Something I’ve been thinking about (and this is perhaps American centric) in regards to the current approach is how much better all of this would have played in a different time. As we further burn through the backlog of Chapek’s tenure over-investing in D+ (yes, there’s context) - it’s clear all of these new shows have been targeting different audiences, and that the streaming landscape where every studio is their own distributor has done zero favors to that end. Handicapped it, even.
Back in the day, all of this would be optioned out / syndicated to different networks!
Mandalorian-verse to primetime (ABC/Fox/etc)
Bad Batch + animateds (maybe even Ahsoka) to Cartoon Network
Andor to whichever premium cable channel
The Acolyte to Freeform, The CW or MTV
Skeleton Crew to ABC Family
Obi-Wan as Direct-to-Video miniseries/movie
etc, etc.It used to be such an important part of a media’s identity, where it played, who it was for. It was “easier” for many to skip The Clone Wars because being on Cartoon Network implied certain things about its prescribed audience. The Star Wars movies were being marathoned elsewhere after all, on TNT or the USA Network.
The shows wouldn’t be better (maybe they would, w/ network guidelines) but as “consumers”, our choices would inherently be better informed.
What the Disney+ of it all does is put all the shows on the same expectation for a broad subscriber base - the same audiences - even if that’s not what they’re trying to do. Even to unsubscribed spectators looking from afar, in other countries even, it all becomes a series working through the “latest installments”, not a franchise with diversified demographic objectives. We have to figure out this stuff by waiting for a thing to come out, a waste of everyone’s time.
To say less of the “Disney” branding itself being inescapable and inflexible. It has completely painted the way y’all have engaged with the work of like five different creative teams. My frustration with that aside, I can’t even really blame those fans for it. Streaming and the growing monopolies in media have just been doubling down into being their own distributors, becoming “brand families”, etc. - the ways of figuring out profit/strategy for this stuff is stuck between antiquity and new media.
At the same time, this stuff wouldn’t even exist without streaming economics being fucked up. Luckily, hopefully, like I alluded to before, it really is a case of us reacting to a backlog. Shows take a while to produce, we’re just catching up to what’s probably been figured out over a year ago. That isn’t optimism about corporate good sense mind you, it’s just that literally, we’ve been seeing the illusion of the streaming model tangibly break down all across the industry the past few years. I think if we’re talking about what’s coming next, some of what has been expressed in this thread is coming. The slow downs, the return to films, etc. Whether or not that era will be any good is another question.

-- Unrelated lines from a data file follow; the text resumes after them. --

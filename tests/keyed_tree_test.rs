//! Behavior of the key-indexed tree variant, exercised with an orbital
//! hierarchy ordered by descending mass.

use std::fmt;

use idtree::util::testing;
use idtree::{descending, Identity, KeyedTree, Removal, TreeError};
use rstest::rstest;

/// Celestial body: addressed by name, ordered by mass.
#[derive(Debug, Clone, PartialEq)]
struct Body {
    name: String,
    /// 10^21 kg
    mass: u64,
}

impl Body {
    fn new(name: &str, mass: u64) -> Self {
        Self {
            name: name.to_string(),
            mass,
        }
    }
}

impl Identity for Body {
    type Key = String;
    type Rank = u64;

    fn matching_key(&self) -> String {
        self.name.clone()
    }

    fn sorting_key(&self) -> u64 {
        self.mass
    }
}

impl fmt::Display for Body {
    fn fmt(&self, f: &mut fmt::Formatter<'_>) -> fmt::Result {
        write!(f, "{} ({})", self.name, self.mass)
    }
}

fn key(s: &str) -> String {
    s.to_string()
}

/// sun
/// ├── jupiter
/// ├── earth
/// │   └── moon
/// └── mars
///     ├── deimos
///     └── phobos
fn solar_system() -> KeyedTree<Body> {
    testing::init_test_setup();
    let mut sys = KeyedTree::with_order(descending::<u64>);
    sys.set_root(Body::new("sun", 1_989_000_000)).unwrap();
    sys.insert(Body::new("earth", 5_972), &key("sun")).unwrap();
    sys.insert(Body::new("jupiter", 1_898_000), &key("sun"))
        .unwrap();
    sys.insert(Body::new("mars", 642), &key("sun")).unwrap();
    sys.insert(Body::new("moon", 73), &key("earth")).unwrap();
    // phobos and deimos tie on mass; sibling order falls back to the name
    sys.insert(Body::new("phobos", 1), &key("mars")).unwrap();
    sys.insert(Body::new("deimos", 1), &key("mars")).unwrap();
    sys
}

fn names(bodies: impl IntoIterator<Item = Body>) -> Vec<String> {
    bodies.into_iter().map(|b| b.name).collect()
}

// ============================================================
// Uniqueness & Identity Validation
// ============================================================

#[rstest]
fn given_present_key_when_inserting_then_fails_and_tree_is_unchanged() {
    let mut sys = solar_system();
    let result = sys.insert(Body::new("earth", 1), &key("sun"));

    assert!(matches!(result, Err(TreeError::DuplicateIdentity(_))));
    assert_eq!(sys.len(), 7);
    // the live node kept its original payload
    assert_eq!(sys.find(&key("earth")).unwrap().mass, 5_972);
}

#[rstest]
fn given_duplicate_key_under_other_parent_when_inserting_then_still_fails() {
    let mut sys = solar_system();
    let result = sys.insert(Body::new("moon", 99), &key("mars"));
    assert!(matches!(result, Err(TreeError::DuplicateIdentity(_))));
    assert_eq!(sys.len(), 7);
}

#[rstest]
fn given_empty_matching_key_when_inserting_then_fails_with_invalid_identity() {
    let mut sys = solar_system();
    assert!(matches!(
        sys.insert(Body::new("", 1), &key("sun")),
        Err(TreeError::InvalidIdentity)
    ));
    assert!(matches!(
        sys.set_root(Body::new("", 1)),
        Err(TreeError::InvalidIdentity)
    ));
    // the failed reset left the structure alone
    assert_eq!(sys.len(), 7);
    assert_eq!(sys.root().unwrap().name, "sun");
}

// ============================================================
// Addressing & Ordering
// ============================================================

#[rstest]
fn given_keyed_tree_when_listing_children_then_ordered_by_descending_mass() {
    let sys = solar_system();
    let planets = names(sys.children(&key("sun")).unwrap());
    assert_eq!(planets, vec!["jupiter", "earth", "mars"]);
}

#[rstest]
fn given_equal_masses_when_listing_children_then_tie_broken_by_key() {
    let sys = solar_system();
    let moons = names(sys.children(&key("mars")).unwrap());
    assert_eq!(moons, vec!["deimos", "phobos"]);
}

#[rstest]
fn given_mutated_payload_when_finding_by_key_then_still_resolves() {
    let mut sys = solar_system();
    sys.find_mut(&key("earth")).unwrap().mass = 6_000;
    assert_eq!(sys.find(&key("earth")).unwrap().mass, 6_000);
}

#[rstest]
fn given_keyed_tree_when_querying_parent_then_returns_parent_body() {
    let sys = solar_system();
    assert_eq!(sys.parent(&key("moon")).unwrap().name, "earth");
    assert!(matches!(
        sys.parent(&key("sun")),
        Err(TreeError::NoParent(_))
    ));
    assert!(matches!(
        sys.parent(&key("pluto")),
        Err(TreeError::NotFound(_))
    ));
}

#[rstest]
fn given_keyed_tree_when_listing_siblings_then_excludes_self_in_order() {
    let sys = solar_system();
    let siblings = names(sys.siblings(&key("earth")).unwrap());
    assert_eq!(siblings, vec!["jupiter", "mars"]);
    assert!(sys.siblings(&key("sun")).unwrap().is_empty());
}

#[rstest]
fn given_keyed_tree_when_traversing_then_priority_ordered_preorder() {
    let sys = solar_system();
    let all = names(sys.traverse());
    assert_eq!(
        all,
        vec!["sun", "jupiter", "earth", "moon", "mars", "deimos", "phobos"]
    );
    assert_eq!(sys.depth(), 3);
}

// ============================================================
// Removal & Index Maintenance
// ============================================================

#[rstest]
fn given_cascade_removal_then_every_descendant_key_is_forgotten() {
    let mut sys = solar_system();
    sys.remove(&key("mars"), Removal::Cascade).unwrap();

    assert_eq!(sys.len(), 4);
    for gone in ["mars", "phobos", "deimos"] {
        assert!(!sys.contains(&key(gone)), "{gone} should be gone");
    }
    let planets = names(sys.children(&key("sun")).unwrap());
    assert_eq!(planets, vec!["jupiter", "earth"]);
}

#[rstest]
fn given_promote_removal_then_moons_merge_into_planet_order() {
    let mut sys = solar_system();
    sys.remove(&key("mars"), Removal::Promote).unwrap();

    let under_sun = names(sys.children(&key("sun")).unwrap());
    assert_eq!(under_sun, vec!["jupiter", "earth", "deimos", "phobos"]);
    assert_eq!(sys.parent(&key("phobos")).unwrap().name, "sun");
    assert!(!sys.contains(&key("mars")));
    // earth's own moon is untouched
    assert_eq!(sys.parent(&key("moon")).unwrap().name, "earth");
}

#[rstest]
fn given_root_with_many_children_when_promoting_then_fails_unchanged() {
    let mut sys = solar_system();
    let result = sys.remove(&key("sun"), Removal::Promote);
    assert!(matches!(result, Err(TreeError::InvalidRemoval(_))));
    assert_eq!(sys.len(), 7);
    assert_eq!(sys.root().unwrap().name, "sun");
}

#[rstest]
fn given_root_when_cascading_then_container_is_emptied() {
    let mut sys = solar_system();
    sys.remove(&key("sun"), Removal::Cascade).unwrap();
    assert!(sys.is_empty());
    assert!(!sys.contains(&key("jupiter")));
}

#[rstest]
fn given_missing_key_when_removing_then_fails_with_not_found() {
    let mut sys = solar_system();
    let result = sys.remove(&key("pluto"), Removal::Cascade);
    assert!(matches!(result, Err(TreeError::NotFound(_))));
    assert_eq!(sys.len(), 7);
}

// ============================================================
// Reset, Reorder & Cloning
// ============================================================

#[rstest]
fn given_populated_tree_when_setting_new_root_then_index_is_reset() {
    let mut sys = solar_system();
    sys.set_root(Body::new("proxima", 244_000_000)).unwrap();

    assert_eq!(sys.len(), 1);
    assert!(!sys.contains(&key("sun")));
    assert!(!sys.contains(&key("moon")));
    assert_eq!(sys.root().unwrap().name, "proxima");
}

#[rstest]
fn given_mass_change_when_reordering_then_sibling_position_updates() {
    let mut sys = solar_system();
    sys.find_mut(&key("mars")).unwrap().mass = 10_000;
    // in-place rank changes never re-sort on their own
    let before = names(sys.children(&key("sun")).unwrap());
    assert_eq!(before, vec!["jupiter", "earth", "mars"]);

    sys.reorder(&key("mars")).unwrap();
    let after = names(sys.children(&key("sun")).unwrap());
    assert_eq!(after, vec!["jupiter", "mars", "earth"]);
}

#[rstest]
fn given_cloned_tree_when_mutating_either_then_other_is_untouched() {
    let original = solar_system();
    let mut copy = original.clone();

    copy.remove(&key("earth"), Removal::Cascade).unwrap();
    copy.insert(Body::new("venus", 4_867), &key("sun")).unwrap();

    assert_eq!(original.len(), 7);
    assert!(original.contains(&key("moon")));
    assert!(!original.contains(&key("venus")));
    // the clone's index answers for the clone alone
    assert_eq!(copy.len(), 6);
    assert!(copy.contains(&key("venus")));
    assert!(!copy.contains(&key("earth")));
}

#[rstest]
fn given_subtree_extraction_then_new_container_is_rooted_and_indexed() {
    let mut sys = solar_system();
    let mars = sys.subtree(&key("mars")).unwrap();

    assert_eq!(mars.root().unwrap().name, "mars");
    assert_eq!(mars.len(), 3);
    assert!(matches!(
        mars.parent(&key("mars")),
        Err(TreeError::NoParent(_))
    ));
    // the rebuilt index addresses the copies, not the source nodes
    sys.remove(&key("mars"), Removal::Cascade).unwrap();
    assert_eq!(mars.find(&key("phobos")).unwrap().mass, 1);
    assert_eq!(names(mars.children(&key("mars")).unwrap()), vec![
        "deimos", "phobos"
    ]);
}

// ============================================================
// Dump
// ============================================================

#[rstest]
fn given_keyed_tree_when_dumping_then_renders_every_body() {
    let sys = solar_system();
    let dump = sys.dump();
    println!("{dump}");
    assert!(dump.starts_with("sun"));
    for name in ["jupiter", "earth", "moon", "mars", "phobos", "deimos"] {
        assert!(dump.contains(name), "dump should contain {name}: {dump}");
    }
}
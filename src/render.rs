//! Textual dump of a tree: a debugging aid, not a wire format.

use std::fmt::Display;

use generational_arena::Index;
use termtree::Tree as TextTree;

use crate::address::AddressMode;
use crate::arena::NodeArena;
use crate::tree::Tree;

/// Conversion into a [`termtree::Tree`] for nested textual rendering.
pub trait TreeRender {
    fn to_tree_string(&self) -> TextTree<String>;
}

impl<T: Display, M: AddressMode<T>> TreeRender for Tree<T, M> {
    fn to_tree_string(&self) -> TextTree<String> {
        let arena = self.arena();
        if let Some(root_idx) = arena.root() {
            let label = arena
                .get(root_idx)
                .map(|node| node.value.to_string())
                .unwrap_or_default();
            let mut tree = TextTree::new(label);

            fn build_tree<T: Display>(
                arena: &NodeArena<T>,
                idx: Index,
                parent_tree: &mut TextTree<String>,
            ) {
                if let Some(node) = arena.get(idx) {
                    for &child_idx in &node.children {
                        if let Some(child) = arena.get(child_idx) {
                            let mut child_tree = TextTree::new(child.value.to_string());
                            build_tree(arena, child_idx, &mut child_tree);
                            parent_tree.push(child_tree);
                        }
                    }
                }
            }

            build_tree(arena, root_idx, &mut tree);
            tree
        } else {
            TextTree::new("(empty tree)".to_string())
        }
    }
}

impl<T: Display, M: AddressMode<T>> Tree<T, M> {
    /// Human-readable nested rendering of the entire structure.
    pub fn dump(&self) -> String {
        self.to_tree_string().to_string()
    }
}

I see what you’re saying and there probably would be less backlash, but I think the shows probably would be a lot better as well. There would be greater independence and the networks would focus more on trying to get ratings and repeat viewers every week, rather than a sort of abstract thing where they make the equivalent of TV movies to increase the relative prestige and value of a subscription. The networks themselves would all front the costs of the shows and do more with less, rather than Disney’s own shows all competing with each other for budget and sometimes pointlessly ballooning into millions and millions of dollars.